EXERCISE BRIEF:
What is needed is a copy of each line in the listing below that contains "main".

EXERCISE MATERIAL:
use assetflow::cli::Cli;
use clap::Parser;

#[tokio::main]
async fn main() -> anyhow::Result<()> {
    // Parse CLI arguments
    let cli = Cli::parse();

    // Initialize logging
    cli.init_logging()?;

    // Execute command
    cli.execute().await?;

    Ok(())
}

YOUR RESPONSE:
#[tokio::main]
async fn main() -> anyhow::Result<()> {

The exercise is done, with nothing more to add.